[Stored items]
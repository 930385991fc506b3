//! Project state: the manifest configuration plus the ordered content collections.

mod config;

pub use config::*;

use serde::{Deserialize, Serialize};
use std::path::Path;

use crate::content::{ContentId, Entity, Item};
use crate::error::{ModelError, ModelResult};

/// Everything one export is built from.
///
/// Records are kept in insertion order, which is also the order their
/// documents appear in the exported archive.
#[derive(Debug, Clone, PartialEq, Serialize, Deserialize, Default)]
pub struct Project {
    #[serde(default)]
    pub manifest: ManifestConfig,

    #[serde(default)]
    pub entities: Vec<Entity>,

    #[serde(default)]
    pub items: Vec<Item>,
}

impl Project {
    /// Create an empty project for the given manifest settings.
    pub fn new(manifest: ManifestConfig) -> Self {
        Self {
            manifest,
            entities: Vec::new(),
            items: Vec::new(),
        }
    }

    /// Parse a project from TOML text.
    pub fn from_toml_str(text: &str) -> ModelResult<Self> {
        Ok(toml::from_str(text)?)
    }

    /// Render the project as TOML text.
    pub fn to_toml_string(&self) -> ModelResult<String> {
        Ok(toml::to_string_pretty(self)?)
    }

    /// Load a project file from disk.
    pub fn load(path: impl AsRef<Path>) -> ModelResult<Self> {
        let path = path.as_ref();
        let text = std::fs::read_to_string(path).map_err(|source| ModelError::Io {
            path: path.to_path_buf(),
            source,
        })?;
        Self::from_toml_str(&text)
    }

    /// Write the project file to disk.
    pub fn save(&self, path: impl AsRef<Path>) -> ModelResult<()> {
        let path = path.as_ref();
        let text = self.to_toml_string()?;
        std::fs::write(path, text).map_err(|source| ModelError::Io {
            path: path.to_path_buf(),
            source,
        })
    }

    /// Insert a creature, replacing the record with the same ID in place.
    pub fn upsert_entity(&mut self, entity: Entity) -> ContentId {
        let id = entity.id;
        match self.entities.iter_mut().find(|e| e.id == id) {
            Some(existing) => *existing = entity,
            None => self.entities.push(entity),
        }
        id
    }

    /// Insert an item, replacing the record with the same ID in place.
    pub fn upsert_item(&mut self, item: Item) -> ContentId {
        let id = item.id;
        match self.items.iter_mut().find(|i| i.id == id) {
            Some(existing) => *existing = item,
            None => self.items.push(item),
        }
        id
    }

    /// Remove a creature by ID.
    pub fn remove_entity(&mut self, id: ContentId) -> Option<Entity> {
        let index = self.entities.iter().position(|e| e.id == id)?;
        Some(self.entities.remove(index))
    }

    /// Remove an item by ID.
    pub fn remove_item(&mut self, id: ContentId) -> Option<Item> {
        let index = self.items.iter().position(|i| i.id == id)?;
        Some(self.items.remove(index))
    }

    /// Get a creature by ID.
    pub fn entity(&self, id: ContentId) -> Option<&Entity> {
        self.entities.iter().find(|e| e.id == id)
    }

    /// Get an item by ID.
    pub fn item(&self, id: ContentId) -> Option<&Item> {
        self.items.iter().find(|i| i.id == id)
    }

    /// Owned copy to hand to an export, independent of later edits.
    pub fn snapshot(&self) -> Project {
        self.clone()
    }
}

#[cfg(test)]
mod tests {
    use super::*;
    use crate::kinds::{AddonType, Biome, EntityBehavior, ItemCategory};

    #[test]
    fn test_upsert_keeps_order() {
        let mut project = Project::default();
        let first = project.upsert_item(Item::new("a:first"));
        project.upsert_item(Item::new("a:second"));

        let mut edited = project.item(first).unwrap().clone();
        edited.damage = 7;
        project.upsert_item(edited);

        assert_eq!(project.items.len(), 2);
        assert_eq!(project.items[0].identifier, "a:first");
        assert_eq!(project.items[0].damage, 7);
        assert_eq!(project.items[1].identifier, "a:second");
    }

    #[test]
    fn test_remove_entity() {
        let mut project = Project::default();
        let id = project.upsert_entity(Entity::new("a:golem"));

        assert!(project.remove_entity(id).is_some());
        assert!(project.entity(id).is_none());
        assert!(project.remove_entity(id).is_none());
    }

    #[test]
    fn test_remove_item() {
        let mut project = Project::default();
        let kept = project.upsert_item(Item::new("a:first"));
        let id = project.upsert_item(Item::new("a:second"));

        let removed = project.remove_item(id).unwrap();
        assert_eq!(removed.identifier, "a:second");
        assert!(project.item(id).is_none());
        assert!(project.remove_item(id).is_none());
        assert!(project.item(kept).is_some());
    }

    #[test]
    fn test_snapshot_is_detached() {
        let mut project = Project::default();
        project.upsert_entity(Entity::new("a:golem"));

        let snapshot = project.snapshot();
        project.entities.clear();

        assert_eq!(snapshot.entities.len(), 1);
    }

    #[test]
    fn test_parse_project_file() {
        let text = r#"
[manifest]
pack_name = "Shadow Lord Boss Pack"
pack_version = "1.2.3"
author = "Steve"
addon_type = "behavior"

[[entities]]
identifier = "my_addon:shadow_lord"
health = 500
attack_damage = 20
movement_speed = 0.35
spawn_biomes = ["nether", "end"]
behavior = "hostile"

[[items]]
identifier = "my_addon:super_sword"
category = "weapons"
max_stack_size = 1
damage = 15

[[items.crafting_recipe]]
slot = 1
item = "minecraft:diamond"

[[items.crafting_recipe]]
slot = 7
item = "minecraft:stick"
"#;

        let project = Project::from_toml_str(text).unwrap();

        assert_eq!(project.manifest.pack_name, "Shadow Lord Boss Pack");
        assert_eq!(project.manifest.addon_type, AddonType::Behavior);
        assert_eq!(project.manifest.min_engine_version, "1.20.0");

        let boss = &project.entities[0];
        assert_eq!(boss.behavior, EntityBehavior::Hostile);
        assert!(boss.spawn_biomes.contains(&Biome::Nether));

        let sword = &project.items[0];
        assert_eq!(sword.category, ItemCategory::Weapons);
        assert_eq!(sword.crafting_recipe.len(), 2);
        assert_eq!(sword.crafting_recipe[1].slot, 7);
    }

    #[test]
    fn test_toml_round_trip() {
        let mut project = Project::new(ManifestConfig::new("Round Trip"));
        project.upsert_entity(Entity::new("a:golem").with_biomes([Biome::Plains]));
        project.upsert_item(
            Item::new("a:sword")
                .with_ingredient(1, "minecraft:diamond")
                .with_ingredient(7, "minecraft:stick"),
        );

        let text = project.to_toml_string().unwrap();
        let parsed = Project::from_toml_str(&text).unwrap();

        assert_eq!(parsed, project);
    }

    #[test]
    fn test_save_and_load() {
        let dir = tempfile::tempdir().unwrap();
        let path = dir.path().join("project.toml");

        let mut project = Project::new(ManifestConfig::new("Disk Pack"));
        project.upsert_item(Item::new("a:gem"));
        project.save(&path).unwrap();

        let loaded = Project::load(&path).unwrap();
        assert_eq!(loaded, project);
    }

    #[test]
    fn test_missing_file() {
        let err = Project::load("/definitely/not/here.toml").unwrap_err();
        assert!(matches!(err, ModelError::Io { .. }));
    }
}
//! Creature documents: the server-side behavior and the client-side descriptor.

use addon_model::{Entity, EntityBehavior};
use serde::Serialize;
use serde_json::{Map, Value};

/// Format version of entity behavior documents.
pub const ENTITY_FORMAT_VERSION: &str = "1.20.0";

/// Format version of client entity descriptors.
pub const CLIENT_ENTITY_FORMAT_VERSION: &str = "1.10.0";

/// Priority of the player-targeting goal on hostile creatures.
pub const HOSTILE_TARGET_PRIORITY: u32 = 2;

/// How far hostile creatures look for players.
pub const HOSTILE_SEARCH_RADIUS: u32 = 16;

/// Spawn egg colors. Every creature shares them in this version.
pub const SPAWN_EGG_BASE_COLOR: &str = "#4A7C59";
pub const SPAWN_EGG_OVERLAY_COLOR: &str = "#8B4513";

/// `entities/<name>.json` in the behavior pack.
#[derive(Debug, Clone, PartialEq, Serialize)]
pub struct EntityBehaviorDoc {
    pub format_version: &'static str,
    #[serde(rename = "minecraft:entity")]
    pub entity: EntityDefinition,
}

#[derive(Debug, Clone, PartialEq, Serialize)]
pub struct EntityDefinition {
    pub description: EntityDescription,
    pub component_groups: Map<String, Value>,
    pub components: EntityComponents,
    pub events: Map<String, Value>,
}

#[derive(Debug, Clone, PartialEq, Serialize)]
pub struct EntityDescription {
    pub identifier: String,
    pub is_spawnable: bool,
    pub is_summonable: bool,
    pub is_experimental: bool,
}

#[derive(Debug, Clone, PartialEq, Serialize)]
pub struct EntityComponents {
    #[serde(rename = "minecraft:health")]
    pub health: HealthComponent,
    #[serde(rename = "minecraft:movement")]
    pub movement: MovementComponent,
    #[serde(rename = "minecraft:collision_box")]
    pub collision_box: CollisionBox,
    #[serde(rename = "minecraft:physics")]
    pub physics: Physics,
    #[serde(rename = "minecraft:pushable")]
    pub pushable: Pushable,
    #[serde(rename = "minecraft:attack", skip_serializing_if = "Option::is_none")]
    pub attack: Option<AttackComponent>,
    #[serde(
        rename = "minecraft:behavior.nearest_attackable_target",
        skip_serializing_if = "Option::is_none"
    )]
    pub nearest_attackable_target: Option<NearestAttackableTarget>,
}

#[derive(Debug, Clone, Copy, PartialEq, Serialize)]
pub struct HealthComponent {
    pub value: u32,
    pub max: u32,
}

#[derive(Debug, Clone, Copy, PartialEq, Serialize)]
pub struct MovementComponent {
    pub value: f64,
}

#[derive(Debug, Clone, Copy, PartialEq, Serialize)]
pub struct CollisionBox {
    pub width: f64,
    pub height: f64,
}

impl Default for CollisionBox {
    fn default() -> Self {
        Self {
            width: 0.6,
            height: 1.8,
        }
    }
}

/// Serializes as an empty object.
#[derive(Debug, Clone, Copy, PartialEq, Serialize, Default)]
pub struct Physics {}

#[derive(Debug, Clone, Copy, PartialEq, Serialize)]
pub struct Pushable {
    pub is_pushable: bool,
    pub is_pushable_by_piston: bool,
}

impl Default for Pushable {
    fn default() -> Self {
        Self {
            is_pushable: true,
            is_pushable_by_piston: true,
        }
    }
}

#[derive(Debug, Clone, Copy, PartialEq, Serialize)]
pub struct AttackComponent {
    pub damage: u32,
}

#[derive(Debug, Clone, PartialEq, Serialize)]
pub struct NearestAttackableTarget {
    pub priority: u32,
    pub entity_types: Vec<TargetSelector>,
}

impl NearestAttackableTarget {
    /// Target players within the hostile search radius.
    pub fn players() -> Self {
        Self {
            priority: HOSTILE_TARGET_PRIORITY,
            entity_types: vec![TargetSelector {
                filters: FamilyFilter {
                    test: "is_family",
                    subject: "other",
                    value: "player",
                },
                max_dist: HOSTILE_SEARCH_RADIUS,
            }],
        }
    }
}

#[derive(Debug, Clone, PartialEq, Serialize)]
pub struct TargetSelector {
    pub filters: FamilyFilter,
    pub max_dist: u32,
}

#[derive(Debug, Clone, PartialEq, Serialize)]
pub struct FamilyFilter {
    pub test: &'static str,
    pub subject: &'static str,
    pub value: &'static str,
}

impl EntityBehaviorDoc {
    /// Map a creature to its behavior document.
    pub fn from_entity(entity: &Entity) -> Self {
        let hostile = entity.behavior == EntityBehavior::Hostile;

        Self {
            format_version: ENTITY_FORMAT_VERSION,
            entity: EntityDefinition {
                description: EntityDescription {
                    identifier: entity.effective_identifier().to_string(),
                    is_spawnable: true,
                    is_summonable: true,
                    is_experimental: false,
                },
                component_groups: Map::new(),
                components: EntityComponents {
                    health: HealthComponent {
                        value: entity.health,
                        max: entity.health,
                    },
                    movement: MovementComponent {
                        value: entity.movement_speed,
                    },
                    collision_box: CollisionBox::default(),
                    physics: Physics::default(),
                    pushable: Pushable::default(),
                    attack: entity.is_aggressive().then_some(AttackComponent {
                        damage: entity.attack_damage,
                    }),
                    nearest_attackable_target: hostile.then(NearestAttackableTarget::players),
                },
                events: Map::new(),
            },
        }
    }
}

/// `entity/<name>.entity.json` in the resource pack.
#[derive(Debug, Clone, PartialEq, Serialize)]
pub struct ClientEntityDoc {
    pub format_version: &'static str,
    #[serde(rename = "minecraft:client_entity")]
    pub client_entity: ClientEntityDefinition,
}

#[derive(Debug, Clone, PartialEq, Serialize)]
pub struct ClientEntityDefinition {
    pub description: ClientEntityDescription,
}

#[derive(Debug, Clone, PartialEq, Serialize)]
pub struct ClientEntityDescription {
    pub identifier: String,
    pub materials: DefaultSlot,
    pub textures: DefaultSlot,
    pub geometry: DefaultSlot,
    pub render_controllers: Vec<String>,
    pub spawn_egg: SpawnEgg,
}

/// A `{ "default": ... }` reference table.
#[derive(Debug, Clone, PartialEq, Serialize)]
pub struct DefaultSlot {
    pub default: String,
}

impl DefaultSlot {
    fn new(value: impl Into<String>) -> Self {
        Self {
            default: value.into(),
        }
    }
}

#[derive(Debug, Clone, PartialEq, Serialize)]
pub struct SpawnEgg {
    pub base_color: &'static str,
    pub overlay_color: &'static str,
}

impl ClientEntityDoc {
    /// Map a creature to its client descriptor.
    pub fn from_entity(entity: &Entity) -> Self {
        Self {
            format_version: CLIENT_ENTITY_FORMAT_VERSION,
            client_entity: ClientEntityDefinition {
                description: ClientEntityDescription {
                    identifier: entity.effective_identifier().to_string(),
                    materials: DefaultSlot::new("entity_alphatest"),
                    textures: DefaultSlot::new(format!("textures/entity/{}", entity.local_name())),
                    geometry: DefaultSlot::new("geometry.humanoid"),
                    render_controllers: vec!["controller.render.default".to_string()],
                    spawn_egg: SpawnEgg {
                        base_color: SPAWN_EGG_BASE_COLOR,
                        overlay_color: SPAWN_EGG_OVERLAY_COLOR,
                    },
                },
            },
        }
    }
}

• Assigned task
Answer with the number alone after working out how many lines in the records contain the string "const".

• Answer box
6